Exercise brief: Filter the data for lines with the word "styled", then copy every line so identified.

+++++

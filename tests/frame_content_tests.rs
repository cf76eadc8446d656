use approx::assert_relative_eq;
use gauge_rs::api::{GaugeConfig, GaugeEngine, GaugeStyle};
use gauge_rs::core::{LayoutMetrics, Padding, ValueOverflowPolicy, Viewport, point_by_angle};
use gauge_rs::render::{
    Color, ColorStop, ESTIMATED_INK_HEIGHT_EM, NullRenderer, RenderFrame, TextHAlign,
    TextPrimitive,
};

fn rendered_frame(config: GaugeConfig) -> (RenderFrame, LayoutMetrics) {
    let mut engine = GaugeEngine::new(NullRenderer::default(), config).expect("engine init");
    engine.render().expect("render");
    let metrics = engine.layout_metrics().expect("metrics");
    let frame = engine.into_renderer().last_frame.expect("frame");
    (frame, metrics)
}

#[test]
fn frame_contains_arc_labels_hub_and_needle() {
    let config = GaugeConfig::default()
        .with_current_value(42)
        .with_viewport(Viewport::new(500, 450));
    let (frame, metrics) = rendered_frame(config);

    assert_eq!(frame.arcs.len(), 1);
    assert_eq!(frame.texts.len(), 3);
    assert_eq!(frame.circles.len(), 1);
    assert_eq!(frame.polygons.len(), 1);

    let arc = &frame.arcs[0];
    assert_eq!(arc.start_angle, -210.0);
    assert_eq!(arc.sweep_angle, 240.0);
    assert_relative_eq!(arc.radius, metrics.scale_radius, epsilon = 1e-12);
    assert_relative_eq!(arc.stroke_width, metrics.stroke_width, epsilon = 1e-12);

    let texts: Vec<&str> = frame.texts.iter().map(|text| text.text.as_str()).collect();
    assert_eq!(texts, ["42 km/h", "0 km/h", "300 km/h"]);
}

#[test]
fn needle_points_at_value_angle() {
    let config = GaugeConfig::default()
        .with_current_value(60)
        .with_viewport(Viewport::new(500, 600));
    let mut engine = GaugeEngine::new(NullRenderer::default(), config).expect("engine init");
    assert_relative_eq!(engine.needle_angle(), -162.0, epsilon = 1e-9);

    engine.render().expect("render");
    let metrics = engine.layout_metrics().expect("metrics");
    let frame = engine.renderer().last_frame.as_ref().expect("frame");
    let needle = &frame.polygons[0];
    assert_eq!(needle.points.len(), 3);

    let apex = needle.points[2];
    let radians = (-162.0f64).to_radians();
    assert_relative_eq!(
        apex.x,
        metrics.center_x + metrics.needle_radius * radians.cos(),
        epsilon = 1e-9
    );
    assert_relative_eq!(
        apex.y,
        metrics.center_y + metrics.needle_radius * radians.sin(),
        epsilon = 1e-9
    );

    for base in &needle.points[..2] {
        let distance = (base.x - metrics.center_x).hypot(base.y - metrics.center_y);
        assert_relative_eq!(distance, metrics.needle_base_half_width, epsilon = 1e-9);
    }

    let hub = frame.circles[0];
    assert_relative_eq!(hub.radius, metrics.needle_hub_radius, epsilon = 1e-12);
    assert_eq!(hub.color, Color::RED);
}

#[test]
fn needle_extremes_cover_the_scale() {
    let mut engine = GaugeEngine::new(
        NullRenderer::default(),
        GaugeConfig::default().with_viewport(Viewport::new(400, 360)),
    )
    .expect("engine init");

    for (value, angle) in [(0, -210.0), (150, -90.0), (300, 30.0)] {
        engine.set_current_value(value);
        assert_relative_eq!(engine.needle_angle(), angle, epsilon = 1e-9);
    }

    engine.set_current_value(360);
    assert_relative_eq!(engine.needle_angle(), 78.0, epsilon = 1e-9);
    engine.set_value_policy(ValueOverflowPolicy::Clamp);
    assert_relative_eq!(engine.needle_angle(), 30.0, epsilon = 1e-9);
}

#[test]
fn labels_are_placed_around_the_arc_ends() {
    let config = GaugeConfig::default()
        .with_padding(Padding::uniform(10.0))
        .with_viewport(Viewport::new(520, 600));
    let (frame, metrics) = rendered_frame(config);
    let start = point_by_angle(metrics.scale_radius, -210.0);
    let end = point_by_angle(metrics.scale_radius, 30.0);
    let label_height = metrics.scale_font_size * ESTIMATED_INK_HEIGHT_EM;

    let value = &frame.texts[0];
    assert_eq!(value.h_align, TextHAlign::Center);
    assert_relative_eq!(value.x, metrics.center_x, epsilon = 1e-12);
    assert_relative_eq!(value.y, metrics.center_y + start.y, epsilon = 1e-9);
    assert_relative_eq!(value.font_size_px, metrics.value_font_size, epsilon = 1e-12);

    let zero = &frame.texts[1];
    assert_eq!(zero.h_align, TextHAlign::Left);
    assert_relative_eq!(zero.x, metrics.scale_rect.left(), epsilon = 1e-12);
    assert_relative_eq!(
        zero.y,
        metrics.center_y + start.y + metrics.stroke_width / 2.0 + label_height,
        epsilon = 1e-9
    );

    let max = &frame.texts[2];
    assert_eq!(max.h_align, TextHAlign::Right);
    assert_relative_eq!(max.x, metrics.scale_rect.right(), epsilon = 1e-12);
    assert_relative_eq!(
        max.y,
        metrics.center_y + end.y + metrics.stroke_width / 2.0 + label_height,
        epsilon = 1e-9
    );
}

#[test]
fn empty_unit_label_renders_bare_numbers() {
    let config = GaugeConfig::default()
        .with_unit_label("")
        .with_max_value(8000)
        .with_current_value(3500)
        .with_viewport(Viewport::new(300, 270));
    let (frame, _) = rendered_frame(config);

    let texts: Vec<&str> = frame.texts.iter().map(|text| text.text.as_str()).collect();
    assert_eq!(texts, ["3500", "0", "8000"]);
}

#[test]
fn default_ramp_reads_low_medium_high_along_the_arc() {
    let (frame, _) = rendered_frame(GaugeConfig::default().with_viewport(Viewport::new(400, 360)));
    let gradient = &frame.arcs[0].gradient;

    assert_eq!(gradient.color_at_angle(-180.0), Color::RED);
    assert_eq!(gradient.color_at_angle(-90.0), Color::YELLOW);
    assert_eq!(gradient.color_at_angle(0.0), Color::GREEN);
}

#[test]
fn styles_are_per_engine() {
    let blue = Color::rgb(0.0, 0.0, 1.0);
    let custom = GaugeStyle {
        needle_color: blue,
        custom_color_stops: Some(vec![
            ColorStop::new(0.0, blue),
            ColorStop::new(1.0, Color::WHITE),
        ]),
        ..GaugeStyle::default()
    };

    let (styled, _) = rendered_frame(
        GaugeConfig::default()
            .with_style(custom)
            .with_viewport(Viewport::new(400, 360)),
    );
    let (plain, _) = rendered_frame(GaugeConfig::default().with_viewport(Viewport::new(400, 360)));

    assert_eq!(styled.polygons[0].color, blue);
    assert_eq!(styled.arcs[0].gradient.stops().len(), 2);
    assert_eq!(plain.polygons[0].color, Color::RED);
    assert_eq!(plain.arcs[0].gradient.stops().len(), 5);
}

#[test]
fn frame_validation_rejects_non_finite_geometry() {
    let frame = RenderFrame::new(Viewport::new(100, 100)).with_text(TextPrimitive::new(
        "12 km/h",
        f64::NAN,
        10.0,
        12.0,
        Color::BLACK,
        TextHAlign::Center,
    ));
    assert!(frame.validate().is_err());

    let empty = RenderFrame::new(Viewport::new(0, 100));
    assert!(empty.validate().is_err());
    assert!(empty.is_empty());
}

+++++

Answer to this task:
    let (styled, _) = rendered_frame(
    assert_eq!(styled.polygons[0].color, blue);
    assert_eq!(styled.arcs[0].gradient.stops().len(), 2);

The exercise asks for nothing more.